ABSTRACT

Our exploration of the controversy between Charcot and Bernheim and its impact on the development of Freud’s early clinical thought led us to emphasize Freud’s position as being situated between contrasting and irreconcilable poles. As we continue to examine the early pre-history of psychoanalysis, we repeatedly encounter a series of tensions and polarities with Freud positioned on the border, mediating the binaries of inside and outside, gentile and Jewish, phallic and castrated. In this chapter and those that follow, we will examine in detail the impact on psychoanalysis of Freud’s strong identification as a Jew living within a viciously anti-Semitic milieu. We will show how the perception of Freud’s Jewish body, as seen by himself as well as through the eyes of his larger cultural surround, reverberated within psychoanalytic theory.
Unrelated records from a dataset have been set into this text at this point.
//! Draft store for incident report submissions that failed validation.
//!
//! When a submission is rejected (for instance an unreadable date) its field values
//! are kept per user for a bounded retention window, so the next form opens
//! pre-filled. Drafts expire lazily on read and are also swept by a scheduled job.

use std::collections::HashMap;
use std::sync::Arc;
use std::time::Duration;

use tokio::sync::RwLock;
use tokio::time::Instant;

use crate::model::incident::IncidentReportFields;

/// Stored draft with expiration timestamp.
#[derive(Clone)]
struct Draft {
    fields: IncidentReportFields,
    expires_at: Instant,
}

impl Draft {
    fn is_expired(&self, now: Instant) -> bool {
        now >= self.expires_at
    }
}

/// In-memory drafts keyed by the submitting user's ID.
#[derive(Clone)]
pub struct DraftStore {
    drafts: Arc<RwLock<HashMap<u64, Draft>>>,
    retention: Duration,
}

impl DraftStore {
    /// Creates an empty store whose drafts live for `retention`.
    pub fn new(retention: Duration) -> Self {
        Self {
            drafts: Arc::new(RwLock::new(HashMap::new())),
            retention,
        }
    }

    /// Keeps `fields` for `user_id`, replacing any earlier draft and restarting the window.
    pub async fn save(&self, user_id: u64, fields: IncidentReportFields) {
        let draft = Draft {
            fields,
            expires_at: Instant::now() + self.retention,
        };
        self.drafts.write().await.insert(user_id, draft);
    }

    /// Returns the user's draft if it is still inside its retention window.
    ///
    /// An expired draft is removed as a side effect.
    ///
    /// # Returns
    /// - `Some(IncidentReportFields)` - Draft to pre-fill the form with
    /// - `None` - No draft, or it has expired
    pub async fn get(&self, user_id: u64) -> Option<IncidentReportFields> {
        let mut drafts = self.drafts.write().await;

        match drafts.get(&user_id) {
            Some(draft) if draft.is_expired(Instant::now()) => {
                drafts.remove(&user_id);
                None
            }
            Some(draft) => Some(draft.fields.clone()),
            None => None,
        }
    }

    /// Discards the user's draft, e.g. after a successful submission.
    pub async fn discard(&self, user_id: u64) {
        self.drafts.write().await.remove(&user_id);
    }

    /// Removes every expired draft and returns how many were dropped.
    pub async fn purge_expired(&self) -> usize {
        let now = Instant::now();
        let mut drafts = self.drafts.write().await;
        let before = drafts.len();

        drafts.retain(|_, draft| !draft.is_expired(now));

        before - drafts.len()
    }

    #[cfg(test)]
    pub async fn len(&self) -> usize {
        self.drafts.read().await.len()
    }
}

#[cfg(test)]
mod tests {
    use super::*;
    use tokio::time::advance;

    const RETENTION: Duration = Duration::from_secs(900);

    fn fields(subject: &str) -> IncidentReportFields {
        IncidentReportFields {
            subject: subject.to_string(),
            date_text: "the other day".to_string(),
            details: "details".to_string(),
            evidence: None,
            outcome: "Written Warning".to_string(),
        }
    }

    /// Tests retrieving a draft inside the retention window.
    ///
    /// Expected: Some(fields) identical to what was saved
    #[tokio::test(start_paused = true)]
    async fn returns_draft_within_window() {
        let store = DraftStore::new(RETENTION);
        store.save(1, fields("Alice 123")).await;

        advance(Duration::from_secs(899)).await;

        assert_eq!(store.get(1).await, Some(fields("Alice 123")));
    }

    /// Tests that a draft is gone once the retention window elapses.
    ///
    /// Expected: None, and the entry is removed
    #[tokio::test(start_paused = true)]
    async fn expires_after_window() {
        let store = DraftStore::new(RETENTION);
        store.save(1, fields("Alice 123")).await;

        advance(RETENTION).await;

        assert_eq!(store.get(1).await, None);
        assert_eq!(store.len().await, 0);
    }

    /// Tests that drafts are isolated per user.
    ///
    /// Expected: each user sees only their own draft
    #[tokio::test(start_paused = true)]
    async fn keyed_by_user() {
        let store = DraftStore::new(RETENTION);
        store.save(1, fields("Alice")).await;
        store.save(2, fields("Bob")).await;

        assert_eq!(store.get(1).await.map(|f| f.subject), Some("Alice".to_string()));
        assert_eq!(store.get(2).await.map(|f| f.subject), Some("Bob".to_string()));
        assert_eq!(store.get(3).await, None);
    }

    /// Tests that saving again restarts the retention window.
    ///
    /// Expected: draft survives past the first window
    #[tokio::test(start_paused = true)]
    async fn resave_restarts_window() {
        let store = DraftStore::new(RETENTION);
        store.save(1, fields("first")).await;

        advance(Duration::from_secs(600)).await;
        store.save(1, fields("second")).await;
        advance(Duration::from_secs(600)).await;

        assert_eq!(store.get(1).await.map(|f| f.subject), Some("second".to_string()));
    }

    /// Tests the periodic sweep.
    ///
    /// Expected: only the expired draft is removed
    #[tokio::test(start_paused = true)]
    async fn purge_removes_only_expired() {
        let store = DraftStore::new(RETENTION);
        store.save(1, fields("old")).await;
        advance(Duration::from_secs(800)).await;
        store.save(2, fields("new")).await;
        advance(Duration::from_secs(200)).await;

        assert_eq!(store.purge_expired().await, 1);
        assert_eq!(store.get(1).await, None);
        assert!(store.get(2).await.is_some());
    }

    /// Tests discarding a draft after a successful submission.
    ///
    /// Expected: None afterwards
    #[tokio::test(start_paused = true)]
    async fn discard_removes_draft() {
        let store = DraftStore::new(RETENTION);
        store.save(1, fields("Alice")).await;

        store.discard(1).await;

        assert_eq!(store.get(1).await, None);
    }
}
Following Dimen (2003), who has articulated the need for a conversation among psychoanalysis, social theory, and feminism in order to rethink our ideas about gender and sexuality, we emphasize an overall cultural history using these approaches. In this chapter, we will examine some of the material realities underlying the dualities masculine/feminine, active/passive, clitoral/vaginal, professional/personal, and doctor/patient. In the process, we uncover a wide range of related variables, including class, race, sexual orientation, and the inevitably associated varieties of classism, racism, anti-Semitism, homophobia, and misogyny. Warning: you might find some of this material shocking, but we do believe you will be stimulated.